Task to carry out |
Everything from the line containing "Ok(self.list::<Invoice>(organization_id)?)" through the line containing "use axum::Json;" should be repeated exactly, and nothing else from the data.

Source information |
= = = = =
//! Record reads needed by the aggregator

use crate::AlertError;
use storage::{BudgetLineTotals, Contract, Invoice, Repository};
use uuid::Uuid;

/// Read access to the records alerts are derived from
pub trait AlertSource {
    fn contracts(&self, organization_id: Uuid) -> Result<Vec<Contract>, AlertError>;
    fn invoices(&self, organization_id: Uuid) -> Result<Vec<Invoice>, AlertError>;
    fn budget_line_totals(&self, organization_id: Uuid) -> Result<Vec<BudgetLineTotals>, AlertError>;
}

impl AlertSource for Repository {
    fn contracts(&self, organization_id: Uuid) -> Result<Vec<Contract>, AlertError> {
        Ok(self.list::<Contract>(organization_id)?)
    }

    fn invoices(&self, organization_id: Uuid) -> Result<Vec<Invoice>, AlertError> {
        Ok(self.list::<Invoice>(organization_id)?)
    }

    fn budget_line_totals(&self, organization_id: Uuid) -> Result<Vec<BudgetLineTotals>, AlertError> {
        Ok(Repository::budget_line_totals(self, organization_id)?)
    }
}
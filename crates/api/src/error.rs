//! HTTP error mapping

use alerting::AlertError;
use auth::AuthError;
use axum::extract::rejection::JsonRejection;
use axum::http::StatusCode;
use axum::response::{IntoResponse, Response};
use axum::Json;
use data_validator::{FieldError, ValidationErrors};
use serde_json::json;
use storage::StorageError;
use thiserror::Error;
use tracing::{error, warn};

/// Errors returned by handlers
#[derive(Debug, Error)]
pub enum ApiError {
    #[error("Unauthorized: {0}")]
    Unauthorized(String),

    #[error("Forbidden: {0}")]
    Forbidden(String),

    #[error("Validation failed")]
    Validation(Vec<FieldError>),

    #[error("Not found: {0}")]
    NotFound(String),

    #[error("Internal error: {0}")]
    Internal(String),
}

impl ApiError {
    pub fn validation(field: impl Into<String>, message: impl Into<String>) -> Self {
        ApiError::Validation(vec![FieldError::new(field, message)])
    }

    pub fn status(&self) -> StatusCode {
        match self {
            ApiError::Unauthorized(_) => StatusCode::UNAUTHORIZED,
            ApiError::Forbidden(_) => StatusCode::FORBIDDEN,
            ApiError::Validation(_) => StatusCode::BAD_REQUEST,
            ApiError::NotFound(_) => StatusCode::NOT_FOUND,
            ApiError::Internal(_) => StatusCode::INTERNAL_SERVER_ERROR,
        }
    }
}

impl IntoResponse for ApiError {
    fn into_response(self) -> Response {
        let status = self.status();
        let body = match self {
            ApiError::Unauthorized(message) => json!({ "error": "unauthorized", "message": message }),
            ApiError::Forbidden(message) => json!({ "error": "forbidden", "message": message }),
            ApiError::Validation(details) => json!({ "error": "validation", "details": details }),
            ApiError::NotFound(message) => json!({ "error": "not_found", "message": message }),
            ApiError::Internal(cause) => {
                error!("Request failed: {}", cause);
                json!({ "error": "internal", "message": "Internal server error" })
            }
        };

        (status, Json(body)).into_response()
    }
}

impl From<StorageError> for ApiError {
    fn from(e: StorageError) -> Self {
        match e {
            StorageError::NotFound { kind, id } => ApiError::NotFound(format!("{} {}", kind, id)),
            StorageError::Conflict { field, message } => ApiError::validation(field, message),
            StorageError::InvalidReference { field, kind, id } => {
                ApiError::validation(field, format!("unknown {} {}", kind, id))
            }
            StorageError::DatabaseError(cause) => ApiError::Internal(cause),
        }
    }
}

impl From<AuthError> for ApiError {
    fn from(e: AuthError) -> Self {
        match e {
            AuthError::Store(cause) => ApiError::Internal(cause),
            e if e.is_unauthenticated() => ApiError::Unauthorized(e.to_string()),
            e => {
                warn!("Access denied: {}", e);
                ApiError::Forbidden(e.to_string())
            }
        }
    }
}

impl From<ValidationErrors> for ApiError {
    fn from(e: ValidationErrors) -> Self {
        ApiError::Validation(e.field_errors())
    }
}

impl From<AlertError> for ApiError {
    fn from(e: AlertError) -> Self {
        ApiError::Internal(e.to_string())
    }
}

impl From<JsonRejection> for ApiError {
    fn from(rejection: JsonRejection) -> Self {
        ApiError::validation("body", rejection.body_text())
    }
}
= = = = =
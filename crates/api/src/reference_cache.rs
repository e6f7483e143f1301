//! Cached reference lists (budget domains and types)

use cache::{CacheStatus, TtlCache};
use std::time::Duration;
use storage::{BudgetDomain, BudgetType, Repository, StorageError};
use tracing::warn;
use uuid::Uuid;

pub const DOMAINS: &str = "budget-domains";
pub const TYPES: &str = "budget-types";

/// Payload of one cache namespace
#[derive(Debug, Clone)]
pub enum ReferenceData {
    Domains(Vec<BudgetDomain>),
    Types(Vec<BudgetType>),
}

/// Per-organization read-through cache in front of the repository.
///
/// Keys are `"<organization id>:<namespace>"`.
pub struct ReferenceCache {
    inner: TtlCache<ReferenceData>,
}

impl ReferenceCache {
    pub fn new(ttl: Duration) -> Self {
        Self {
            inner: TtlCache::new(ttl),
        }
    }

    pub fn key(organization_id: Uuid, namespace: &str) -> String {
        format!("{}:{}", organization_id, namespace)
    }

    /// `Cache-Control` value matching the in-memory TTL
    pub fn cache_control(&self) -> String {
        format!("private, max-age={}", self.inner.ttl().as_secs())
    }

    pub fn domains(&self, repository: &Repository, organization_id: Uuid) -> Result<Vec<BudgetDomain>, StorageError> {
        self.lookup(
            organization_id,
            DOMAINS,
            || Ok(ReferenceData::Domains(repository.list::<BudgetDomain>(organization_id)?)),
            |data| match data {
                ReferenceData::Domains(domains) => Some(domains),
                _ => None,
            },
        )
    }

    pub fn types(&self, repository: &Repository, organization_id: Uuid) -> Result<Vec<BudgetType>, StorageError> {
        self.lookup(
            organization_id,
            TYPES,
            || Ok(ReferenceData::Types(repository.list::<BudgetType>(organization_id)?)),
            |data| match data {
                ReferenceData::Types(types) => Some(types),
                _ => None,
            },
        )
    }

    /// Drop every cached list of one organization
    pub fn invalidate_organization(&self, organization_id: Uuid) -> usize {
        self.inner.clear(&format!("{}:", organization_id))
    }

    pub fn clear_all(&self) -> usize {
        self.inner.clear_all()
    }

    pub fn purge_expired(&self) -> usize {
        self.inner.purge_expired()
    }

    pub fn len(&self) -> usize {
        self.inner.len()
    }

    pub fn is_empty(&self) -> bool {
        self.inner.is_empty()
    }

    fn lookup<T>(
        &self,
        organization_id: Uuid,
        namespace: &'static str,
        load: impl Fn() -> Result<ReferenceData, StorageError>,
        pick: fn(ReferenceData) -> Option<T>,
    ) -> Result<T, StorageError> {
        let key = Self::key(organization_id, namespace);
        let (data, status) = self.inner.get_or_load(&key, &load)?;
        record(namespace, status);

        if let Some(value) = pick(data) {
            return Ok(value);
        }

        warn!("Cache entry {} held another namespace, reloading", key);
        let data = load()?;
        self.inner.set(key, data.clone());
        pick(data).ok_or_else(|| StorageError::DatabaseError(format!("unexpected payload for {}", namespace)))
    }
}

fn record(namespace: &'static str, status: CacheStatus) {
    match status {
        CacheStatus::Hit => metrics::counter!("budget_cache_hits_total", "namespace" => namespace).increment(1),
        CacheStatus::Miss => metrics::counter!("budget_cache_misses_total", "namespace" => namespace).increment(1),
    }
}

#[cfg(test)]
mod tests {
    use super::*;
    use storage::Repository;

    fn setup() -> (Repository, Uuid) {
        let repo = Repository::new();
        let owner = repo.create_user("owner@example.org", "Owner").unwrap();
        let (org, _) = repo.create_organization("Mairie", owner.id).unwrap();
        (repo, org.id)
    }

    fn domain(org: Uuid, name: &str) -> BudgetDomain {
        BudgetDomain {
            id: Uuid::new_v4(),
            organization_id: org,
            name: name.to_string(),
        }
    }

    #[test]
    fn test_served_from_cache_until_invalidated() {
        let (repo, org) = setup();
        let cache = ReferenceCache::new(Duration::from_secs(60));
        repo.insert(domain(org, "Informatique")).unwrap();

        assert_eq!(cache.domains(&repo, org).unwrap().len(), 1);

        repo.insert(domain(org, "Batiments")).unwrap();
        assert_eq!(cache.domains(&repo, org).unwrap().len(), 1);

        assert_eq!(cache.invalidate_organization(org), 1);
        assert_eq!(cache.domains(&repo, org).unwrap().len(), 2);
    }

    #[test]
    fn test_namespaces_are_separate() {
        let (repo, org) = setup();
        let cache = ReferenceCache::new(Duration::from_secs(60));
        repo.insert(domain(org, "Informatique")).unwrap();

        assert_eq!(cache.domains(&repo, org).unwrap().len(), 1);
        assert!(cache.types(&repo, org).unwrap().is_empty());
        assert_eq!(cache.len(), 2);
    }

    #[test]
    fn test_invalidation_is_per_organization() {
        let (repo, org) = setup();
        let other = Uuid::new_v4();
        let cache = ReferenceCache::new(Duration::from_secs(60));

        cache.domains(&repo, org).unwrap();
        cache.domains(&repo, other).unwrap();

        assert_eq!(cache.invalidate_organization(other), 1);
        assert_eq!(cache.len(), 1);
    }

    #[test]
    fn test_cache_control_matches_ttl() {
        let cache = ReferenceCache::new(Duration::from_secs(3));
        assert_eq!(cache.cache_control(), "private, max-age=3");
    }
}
= = = = =
Exercise result |
        Ok(self.list::<Invoice>(organization_id)?)
    }

    fn budget_line_totals(&self, organization_id: Uuid) -> Result<Vec<BudgetLineTotals>, AlertError> {
        Ok(Repository::budget_line_totals(self, organization_id)?)
    }
}
filename crates/api/src/error.rs
//! HTTP error mapping

use alerting::AlertError;
use auth::AuthError;
use axum::extract::rejection::JsonRejection;
use axum::http::StatusCode;
use axum::response::{IntoResponse, Response};
use axum::Json;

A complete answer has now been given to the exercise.